1. Field of the Invention
The present invention relates in general to solar cells, and more particularly to solar cells with front contacts having improved electrical and mechanical characteristics.
2. Description of the Related Art
Conventional gallium arsenide (GaAs) solar cells consist of a semiconductor body having an aluminum gallium arsenide window layer overlying a gallium arsenide emitter layer which in turn overlies a gallium arsenide base (buffer) layer. The window layer and emitter are of either N-type or P-type conductivity while the base is of the opposite conductivity type being either P-type or N-type. An N-P or P-N semiconductor junction lies between the emitter and base layers. The emitter layer has a front light-receiving major surface adjacent the window layer and the base layer a back major surface. When light energy impinges on the front light-receiving surface of the cell, electrons and corresponding holes are created in both the emitter and base. For the most part, because of the presence of the semiconductor junction, electrons will be directed toward one major surface of the cell and holes toward the other major surface resulting in a photo-current density. In a typical P-N junction solar cell, holes move to the front light receiving surface of the cell and electrons toward the back surface. Metallic contacts are attached to the front and back surfaces of the solar cell semiconductor body to collect the electrons at one contact and holes at the other contact.
Great efforts have been exerted to make solar cells more efficient. The electrical contacts on the solar cell affect the overall efficiency of the solar cell, and therefore provide an area of concern to industry. The recombination of electrons or holes at the metal-to-semiconductor body interface and the contact resistance between metal contact and semiconductor body must both be kept to a minimum to achieve a high efficiency solar cell. Additionally, the front electrical contact must provide an area on which external contacts can be fastened by high temperature welding or soldering to form strong interconnections.

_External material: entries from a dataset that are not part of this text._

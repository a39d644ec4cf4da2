// Copyright (c) 2026 Benevole contributors
// SPDX-License-Identifier: AGPL-3.0

//! Register Volunteer Use Case
//!
//! Application service creating a volunteer account from the public sign-up
//! form.
//!
//! # DDD Pattern: Application Service
//!
//! - **Layer:** Application
//! - **Responsibility:** Orchestrate volunteer creation
//! - **Collaborators:**
//!   - Domain: Volunteer aggregate, ValidationErrors
//!   - Infrastructure: VolunteerRepository, PasswordHasher, ReferenceDataResolver,
//!     MatriculeGenerator, EventBus
//!
//! # Flow
//!
//! 1. Validate every field, collecting all field errors
//! 2. Reject an email that is already registered
//! 3. Hash the password on a blocking thread
//! 4. Draw the matricule from the atomic sequence
//! 5. Resolve skills, profession, education level and nationality
//! 6. Persist the volunteer in `PENDING` status
//! 7. Publish `RegistrationEvent::VolunteerRegistered`
//!
//! # Error Handling
//!
//! - `Validation`: one or more fields invalid
//! - `DuplicateEmail`: email taken (checked up front and again by the unique
//!   constraint at insert time)
//! - `StoreUnavailable` / `Internal`: infrastructure failure, not retried

use async_trait::async_trait;
use chrono::{NaiveDate, Utc};
use serde::Deserialize;
use std::sync::Arc;
use tracing::{info, warn};

use crate::application::error::WorkflowError;
use crate::application::matricule::MatriculeGenerator;
use crate::application::reference_data::ReferenceDataResolver;
use crate::domain::credentials::PasswordHasher;
use crate::domain::events::RegistrationEvent;
use crate::domain::reference::ReferenceKind;
use crate::domain::repository::{RepositoryError, VolunteerRepository};
use crate::domain::validation::{is_valid_email, ValidationErrors};
use crate::domain::volunteer::{Residence, Volunteer, VolunteerDraft};
use crate::infrastructure::event_bus::EventBus;

const MAX_NAME_LENGTH: usize = 100;

/// Sign-up form. Required fields are optional here so that a missing field
/// is reported as a field error rather than a malformed body.
#[derive(Clone, Default, Deserialize)]
#[serde(rename_all = "camelCase")]
pub struct RegisterVolunteerRequest {
    pub first_name: Option<String>,
    pub last_name: Option<String>,
    pub email: Option<String>,
    pub password: Option<String>,
    pub phone: Option<String>,
    pub birth_date: Option<NaiveDate>,
    pub national_id: Option<String>,
    #[serde(default)]
    pub skills: Vec<String>,
    pub profession: Option<String>,
    pub education_level: Option<String>,
    pub nationality: Option<String>,
    pub residence: Option<Residence>,
}

impl std::fmt::Debug for RegisterVolunteerRequest {
    fn fmt(&self, f: &mut std::fmt::Formatter<'_>) -> std::fmt::Result {
        f.debug_struct("RegisterVolunteerRequest")
            .field("first_name", &self.first_name)
            .field("last_name", &self.last_name)
            .field("email", &self.email)
            .field("password", &"<redacted>")
            .field("skills", &self.skills)
            .finish_non_exhaustive()
    }
}

/// Fields that passed validation, normalized.
struct ValidatedRegistration {
    first_name: String,
    last_name: String,
    email: String,
    password: String,
    phone: Option<String>,
    national_id: Option<String>,
}

fn non_blank(value: &Option<String>) -> Option<String> {
    value
        .as_deref()
        .map(str::trim)
        .filter(|v| !v.is_empty())
        .map(str::to_string)
}

fn validate(
    request: &RegisterVolunteerRequest,
    password_min_length: usize,
) -> Result<ValidatedRegistration, ValidationErrors> {
    let mut errors = ValidationErrors::new();

    for (field, value) in [("firstName", &request.first_name), ("lastName", &request.last_name)] {
        if errors.require(field, value.as_deref()) {
            if value.as_deref().map(str::trim).map(str::len).unwrap_or_default() > MAX_NAME_LENGTH {
                errors.add(field, format!("{} must be at most {} characters", field, MAX_NAME_LENGTH));
            }
        }
    }

    if errors.require("email", request.email.as_deref()) {
        let email = request.email.as_deref().map(str::trim).unwrap_or_default();
        if !is_valid_email(email) {
            errors.add("email", "email must be a valid address");
        }
    }

    match request.password.as_deref() {
        None | Some("") => errors.add("password", "password is required"),
        Some(password) => {
            if password.chars().count() < password_min_length {
                errors.add(
                    "password",
                    format!("password must be at least {} characters", password_min_length),
                );
            }
        }
    }

    if let Some(birth_date) = request.birth_date {
        if birth_date > Utc::now().date_naive() {
            errors.add("birthDate", "birthDate cannot be in the future");
        }
    }

    errors.into_result()?;

    Ok(ValidatedRegistration {
        first_name: non_blank(&request.first_name).unwrap_or_default(),
        last_name: non_blank(&request.last_name).unwrap_or_default(),
        email: request
            .email
            .as_deref()
            .map(|e| e.trim().to_lowercase())
            .unwrap_or_default(),
        password: request.password.clone().unwrap_or_default(),
        phone: non_blank(&request.phone),
        national_id: non_blank(&request.national_id),
    })
}

/// Register Volunteer Use Case
#[async_trait]
pub trait RegisterVolunteerUseCase: Send + Sync {
    /// Create a volunteer in `PENDING` status and return it
    async fn register(&self, request: RegisterVolunteerRequest) -> Result<Volunteer, WorkflowError>;
}

/// Standard implementation of RegisterVolunteerUseCase
pub struct StandardRegisterVolunteerUseCase {
    volunteers: Arc<dyn VolunteerRepository>,
    reference_data: Arc<ReferenceDataResolver>,
    matricules: Arc<MatriculeGenerator>,
    hasher: Arc<dyn PasswordHasher>,
    event_bus: Arc<EventBus>,
    password_min_length: usize,
}

impl StandardRegisterVolunteerUseCase {
    pub fn new(
        volunteers: Arc<dyn VolunteerRepository>,
        reference_data: Arc<ReferenceDataResolver>,
        matricules: Arc<MatriculeGenerator>,
        hasher: Arc<dyn PasswordHasher>,
        event_bus: Arc<EventBus>,
        password_min_length: usize,
    ) -> Self {
        Self {
            volunteers,
            reference_data,
            matricules,
            hasher,
            event_bus,
            password_min_length,
        }
    }

    async fn hash_password(&self, password: String) -> Result<String, WorkflowError> {
        let hasher = self.hasher.clone();
        let hashed = tokio::task::spawn_blocking(move || hasher.hash(&password))
            .await
            .map_err(|e| WorkflowError::Internal(format!("password hashing task failed: {}", e)))??;
        Ok(hashed)
    }

    async fn register_inner(&self, request: RegisterVolunteerRequest) -> Result<Volunteer, WorkflowError> {
        // Step 1: Validate input
        let input = validate(&request, self.password_min_length)?;

        // Step 2: Reject duplicate email early
        if self.volunteers.find_by_email(&input.email).await?.is_some() {
            return Err(WorkflowError::DuplicateEmail);
        }

        // Step 3: Hash password
        let password_hash = self.hash_password(input.password).await?;

        // Step 4: Matricule
        let matricule = self.matricules.next_matricule().await?;

        // Step 5: Reference data
        let skill_ids = self
            .reference_data
            .resolve_many(ReferenceKind::Skill, &request.skills)
            .await?;
        let profession_id = self
            .reference_data
            .resolve_or_create(ReferenceKind::Profession, request.profession.as_deref())
            .await?;
        let education_level_id = self
            .reference_data
            .resolve_or_create(ReferenceKind::EducationLevel, request.education_level.as_deref())
            .await?;
        let nationality_id = self
            .reference_data
            .resolve_or_create(ReferenceKind::Nationality, request.nationality.as_deref())
            .await?;

        // Step 6: Persist
        let volunteer = Volunteer::register(VolunteerDraft {
            matricule,
            first_name: input.first_name,
            last_name: input.last_name,
            email: input.email,
            password_hash,
            phone: input.phone,
            birth_date: request.birth_date,
            national_id: input.national_id,
            skill_ids,
            profession_id,
            education_level_id,
            nationality_id,
            residence: request.residence,
        });

        match self.volunteers.insert(&volunteer).await {
            Ok(()) => {}
            Err(RepositoryError::UniqueViolation { constraint }) if constraint.contains("email") => {
                return Err(WorkflowError::DuplicateEmail);
            }
            Err(e) => return Err(e.into()),
        }

        // Step 7: Publish domain event
        self.event_bus
            .publish_registration_event(RegistrationEvent::VolunteerRegistered {
                volunteer_id: volunteer.id,
                matricule: volunteer.matricule.clone(),
                email: volunteer.email.clone(),
                registered_at: volunteer.created_at,
            });

        Ok(volunteer)
    }
}

#[async_trait]
impl RegisterVolunteerUseCase for StandardRegisterVolunteerUseCase {
    async fn register(&self, request: RegisterVolunteerRequest) -> Result<Volunteer, WorkflowError> {
        match self.register_inner(request).await {
            Ok(volunteer) => {
                info!(
                    volunteer_id = %volunteer.id,
                    matricule = %volunteer.matricule,
                    "Volunteer registered"
                );
                metrics::counter!("benevole_volunteers_registered_total").increment(1);
                Ok(volunteer)
            }
            Err(err) => {
                warn!(reason = err.code(), "Volunteer registration rejected: {}", err);
                metrics::counter!(
                    "benevole_registration_rejections_total",
                    "workflow" => "volunteer",
                    "reason" => err.code()
                )
                .increment(1);
                Err(err)
            }
        }
    }
}

#[cfg(test)]
mod tests {
    use super::*;

    fn request() -> RegisterVolunteerRequest {
        RegisterVolunteerRequest {
            first_name: Some("Awa".to_string()),
            last_name: Some("Diop".to_string()),
            email: Some("  Awa@Example.com ".to_string()),
            password: Some("secret123".to_string()),
            ..Default::default()
        }
    }

    #[test]
    fn test_validate_normalizes_email() {
        let input = validate(&request(), 8).unwrap();
        assert_eq!(input.email, "awa@example.com");
        assert_eq!(input.first_name, "Awa");
        assert!(input.phone.is_none());
    }

    #[test]
    fn test_validate_reports_every_field() {
        let errors = validate(&RegisterVolunteerRequest::default(), 8).err().unwrap();
        for field in ["firstName", "lastName", "email", "password"] {
            assert!(errors.contains(field), "missing error for {}", field);
        }
    }

    #[test]
    fn test_validate_password_length() {
        let mut req = request();
        req.password = Some("short".to_string());
        let errors = validate(&req, 8).err().unwrap();
        assert!(errors.contains("password"));
        assert!(!errors.contains("email"));

        // Only a minimum length applies
        req.password = Some("x".repeat(512));
        assert!(validate(&req, 8).is_ok());
    }

    #[test]
    fn test_validate_optional_fields() {
        let mut req = request();
        req.phone = Some("77 123 45 67 ext. 2".to_string());
        let input = validate(&req, 8).unwrap();
        assert_eq!(input.phone.as_deref(), Some("77 123 45 67 ext. 2"));

        req.phone = Some("   ".to_string());
        assert_eq!(validate(&req, 8).unwrap().phone, None);

        req.birth_date = Some(Utc::now().date_naive() + chrono::Duration::days(2));
        let errors = validate(&req, 8).err().unwrap();
        assert!(errors.contains("birthDate"));
        assert!(!errors.contains("phone"));
    }

    #[test]
    fn test_validate_name_length() {
        let mut req = request();
        req.first_name = Some("A".repeat(MAX_NAME_LENGTH));
        assert!(validate(&req, 8).is_ok());

        req.first_name = Some("A".repeat(MAX_NAME_LENGTH + 1));
        let errors = validate(&req, 8).err().unwrap();
        assert!(errors.contains("firstName"));
        assert!(!errors.contains("lastName"));
    }

    #[test]
    fn test_debug_redacts_password() {
        let rendered = format!("{:?}", request());
        assert!(!rendered.contains("secret123"));
        assert!(rendered.contains("<redacted>"));
    }
}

For gallium arsenide solar cells, the front contacts include grid lines and an ohmic bar. The grid lines provide the means for collecting the charge carriers from the semiconductor body, and the ohmic bar provides an area upon which electrical wire interconnections from other solar cells can be welded. Traditionally, the grid lines and ohmic bar have been placed directly on the aluminum gallium arsenide window layer. A low resistance contact between the metal contact and window layer, however, is difficult to achieve because the aluminum gallium arsenide has a tendency to oxidize and because of the large barrier height between the metal and the aluminum gallium arsenide.
Alternatively, grooves may be etched through the window layer exposing selective portions of the emitter layer. The grid lines and ohmic bar, made of an alloy including zinc, are disposed in the grooves making direct electrical contact to the emitter layer. Contacts fabricated onto the semiconductor body make low resistance contact to the emitter. However, high temperature welding or soldering of the interconnections to the ohmic bar will cause zinc from the metal contact to diffuse into the emitter layer and semiconductor junction region which degrades the efficiency of the cell.